SystemOpen@FindFile["DifferentialEquationsInterpolatingFunctionAnatomy"]

• a few more: The fist unknown is the version. The typeInfo is bit field. The first Automatic is an extrapolation handler. One of the zeros before is a permutation flag for time dependent if.
– user21
Commented Jul 10, 2013 at 9:34
• something like Interpolation[data, InterpolationOrder -> 1, "ExtrapolationHandler" -> {(Indeterminate &), "WarningMessage" -> False}] - but this is experimental.
– user21
Commented Jul 10, 2013 at 15:06
• In V10, the version number is now 5 and one can pass the argument "ElementMesh" to IFs that interpolate over an ElementMesh (e.g. when using FEM in NDSolve).

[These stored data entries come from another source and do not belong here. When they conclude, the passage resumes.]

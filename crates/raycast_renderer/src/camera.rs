//! Pixel-to-ray mapping for a pinhole camera at the origin.

use raycast_core::Camera;
use raycast_math::{Ray, Vec3};

/// Distance from the eye to the view plane along +Z.
const FOCAL_DISTANCE: f64 = 1.0;

/// View plane sampled at pixel centers.
///
/// The plane is centered on the +Z axis at unit distance and spans the
/// camera's width and height. Image rows run top to bottom, so row 0 maps
/// to the top edge of the plane.
#[derive(Debug, Clone, Copy)]
pub struct ViewPlane {
    half_width: f64,
    half_height: f64,
    pixel_width: f64,
    pixel_height: f64,
}

impl ViewPlane {
    /// Set up the view plane for an image of `width` x `height` pixels.
    pub fn new(camera: Camera, width: u32, height: u32) -> Self {
        Self {
            half_width: camera.width / 2.0,
            half_height: camera.height / 2.0,
            pixel_width: camera.width / width as f64,
            pixel_height: camera.height / height as f64,
        }
    }

    /// Point on the view plane at the center of pixel (x, y).
    pub fn pixel_center(&self, x: u32, y: u32) -> Vec3 {
        let px = -self.half_width + self.pixel_width * (x as f64 + 0.5);
        // Flip so that image row 0 is the top of the plane
        let py = -(-self.half_height + self.pixel_height * (y as f64 + 0.5));
        Vec3::new(px, py, FOCAL_DISTANCE)
    }

    /// Unit-direction ray from the eye through the center of pixel (x, y).
    pub fn ray(&self, x: u32, y: u32) -> Ray {
        Ray::towards(Vec3::ZERO, self.pixel_center(x, y))
    }
}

Perhaps the bitfield meanings have changed. Commented Dec 17, 2014 at 18:27
• Following the List, third argument seems to be the input grid/mesh and the fourth argument seems to be the output interpolating structure. Then comes {Automatic} as the fifth and final argument. (In both V9 and V10 -- I've consulted this page so often that I can't believe I didn't notice before.) Commented Dec 17, 2014 at 18:38
• @R.M. One can also find method used to generate IF with InterpolationMethod argument.
– mmal
Commented Oct 28, 2015 at 23:49